> [ABOUT THIS TASK]: Reproduce the top of the data verbatim, through and including the line that contains "pair and size.".

(Records from a data collection)
>>>>>

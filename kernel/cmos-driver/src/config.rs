//! Driver configuration.
//!
//! Replaces the fixed global port tables of a classic CMOS driver with a
//! value supplied at load time. [`CmosConfig::default`] describes the usual
//! PC layout: two banks of 128 registers behind the `0x70/0x71` and
//! `0x72/0x73` index/data pairs.

use alloc::string::String;
use alloc::vec;
use alloc::vec::Vec;

use cmos_driver_api::IoPortRange;

use crate::error::ConfigError;

/// Largest number of banks one driver instance manages.
pub const MAX_BANKS: usize = 8;

/// Largest bank size: the index port is eight bits wide.
pub const MAX_BANK_SIZE: u16 = 256;

/// Longest accepted base name (the bank index is appended to it).
pub const MAX_NAME_LEN: usize = 16;

/// Ports claimed per bank: the index port and the data port after it.
pub const PORTS_PER_BANK: u16 = 2;

/// Base name used for the device range, the class and the nodes.
pub const DEFAULT_NAME: &str = "cmos";

/// Registers per bank in the default layout.
pub const DEFAULT_BANK_SIZE: u16 = 128;

/// How `read`/`write`/`llseek`/`ioctl` behave.
#[derive(Debug, Clone, Copy, Default, PartialEq, Eq)]
#[cfg_attr(feature = "serde", derive(serde::Deserialize))]
#[cfg_attr(feature = "serde", serde(rename_all = "snake_case"))]
pub enum TransferMode {
    /// Stub handlers that never touch the ports: a read yields one `'a'`
    /// byte and reports end of stream, a write swallows the whole buffer.
    Placeholder,
    /// Register access through the bank's index/data port pair.
    #[default]
    Indexed,
}

/// One bank's port pair and size.
#[derive(Debug, Clone, Copy, PartialEq, Eq)]
#[cfg_attr(feature = "serde", derive(serde::Deserialize))]
pub struct BankConfig {
    /// Port that selects the register.
    pub index_port: u16,
    /// Port that transfers the selected register's byte.
    pub data_port: u16,
    /// Number of addressable registers.
    pub size: u16,
}

impl BankConfig {
    /// Bank with the data port directly after `index_port`.
    #[must_use]
    pub const fn new(index_port: u16, size: u16) -> Self {
        Self {
            index_port,
            data_port: index_port.wrapping_add(1),
            size,
        }
    }

    /// The two-port region this bank reserves.
    #[must_use]
    pub const fn ports(&self) -> IoPortRange {
        IoPortRange::new(self.index_port, PORTS_PER_BANK)
    }
}

/// Complete driver configuration.
#[derive(Debug, Clone, PartialEq, Eq)]
#[cfg_attr(feature = "serde", derive(serde::Deserialize))]
#[cfg_attr(feature = "serde", serde(deny_unknown_fields))]
pub struct CmosConfig {
    /// Base name; bank `i` is published as `<name><i>`.
    #[cfg_attr(feature = "serde", serde(default = "default_name"))]
    pub name: String,
    /// Transfer behaviour shared by every bank.
    #[cfg_attr(feature = "serde", serde(default))]
    pub mode: TransferMode,
    /// Banks in minor-number order.
    #[cfg_attr(feature = "serde", serde(default = "default_banks"))]
    pub banks: Vec<BankConfig>,
}

fn default_name() -> String {
    String::from(DEFAULT_NAME)
}

fn default_banks() -> Vec<BankConfig> {
    vec![
        BankConfig::new(0x70, DEFAULT_BANK_SIZE),
        BankConfig::new(0x72, DEFAULT_BANK_SIZE),
    ]
}

impl Default for CmosConfig {
    fn default() -> Self {
        Self {
            name: default_name(),
            mode: TransferMode::default(),
            banks: default_banks(),
        }
    }
}

impl CmosConfig {
    /// Default layout with a different transfer mode.
    #[must_use]
    pub fn with_mode(mode: TransferMode) -> Self {
        Self {
            mode,
            ..Self::default()
        }
    }

    /// Number of banks, as the `u32` device-number APIs expect.
    #[must_use]
    pub fn bank_count(&self) -> u32 {
        u32::try_from(self.banks.len()).unwrap_or(u32::MAX)
    }

    /// Checks every structural rule before any resource is acquired.
    ///
    /// # Errors
    ///
    /// Returns the first [`ConfigError`] found, checking the name, the bank
    /// count, then each bank in order, then pairwise port overlap.
    pub fn validate(&self) -> Result<(), ConfigError> {
        if self.name.is_empty()
            || self.name.len() > MAX_NAME_LEN
            || !self.name.bytes().all(|b| b.is_ascii_alphanumeric() || b == b'_')
        {
            return Err(ConfigError::BadName);
        }

        if self.banks.is_empty() {
            return Err(ConfigError::NoBanks);
        }
        if self.banks.len() > MAX_BANKS {
            return Err(ConfigError::TooManyBanks(self.banks.len()));
        }

        for (bank, cfg) in (0u32..).zip(&self.banks) {
            if cfg.index_port.checked_add(1) != Some(cfg.data_port) {
                return Err(ConfigError::DataPortNotAdjacent { bank });
            }
            if cfg.size == 0 || cfg.size > MAX_BANK_SIZE {
                return Err(ConfigError::BadSize {
                    bank,
                    size: cfg.size,
                });
            }
        }

        for (first, a) in (0u32..).zip(&self.banks) {
            for (second, b) in (0u32..).zip(&self.banks).skip(first as usize + 1) {
                if a.ports().overlaps(&b.ports()) {
                    return Err(ConfigError::PortsOverlap { first, second });
                }
            }
        }

        Ok(())
    }
}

<<<<<

> [YOUR RESPONSE]:
filename kernel/cmos-driver/src/config.rs
//! Driver configuration.
//!
//! Replaces the fixed global port tables of a classic CMOS driver with a
//! value supplied at load time. [`CmosConfig::default`] describes the usual
//! PC layout: two banks of 128 registers behind the `0x70/0x71` and
//! `0x72/0x73` index/data pairs.

use alloc::string::String;
use alloc::vec;
use alloc::vec::Vec;

use cmos_driver_api::IoPortRange;

use crate::error::ConfigError;

/// Largest number of banks one driver instance manages.
pub const MAX_BANKS: usize = 8;

/// Largest bank size: the index port is eight bits wide.
pub const MAX_BANK_SIZE: u16 = 256;

/// Longest accepted base name (the bank index is appended to it).
pub const MAX_NAME_LEN: usize = 16;

/// Ports claimed per bank: the index port and the data port after it.
pub const PORTS_PER_BANK: u16 = 2;

/// Base name used for the device range, the class and the nodes.
pub const DEFAULT_NAME: &str = "cmos";

/// Registers per bank in the default layout.
pub const DEFAULT_BANK_SIZE: u16 = 128;

/// How `read`/`write`/`llseek`/`ioctl` behave.
#[derive(Debug, Clone, Copy, Default, PartialEq, Eq)]
#[cfg_attr(feature = "serde", derive(serde::Deserialize))]
#[cfg_attr(feature = "serde", serde(rename_all = "snake_case"))]
pub enum TransferMode {
    /// Stub handlers that never touch the ports: a read yields one `'a'`
    /// byte and reports end of stream, a write swallows the whole buffer.
    Placeholder,
    /// Register access through the bank's index/data port pair.
    #[default]
    Indexed,
}

/// One bank's port pair and size.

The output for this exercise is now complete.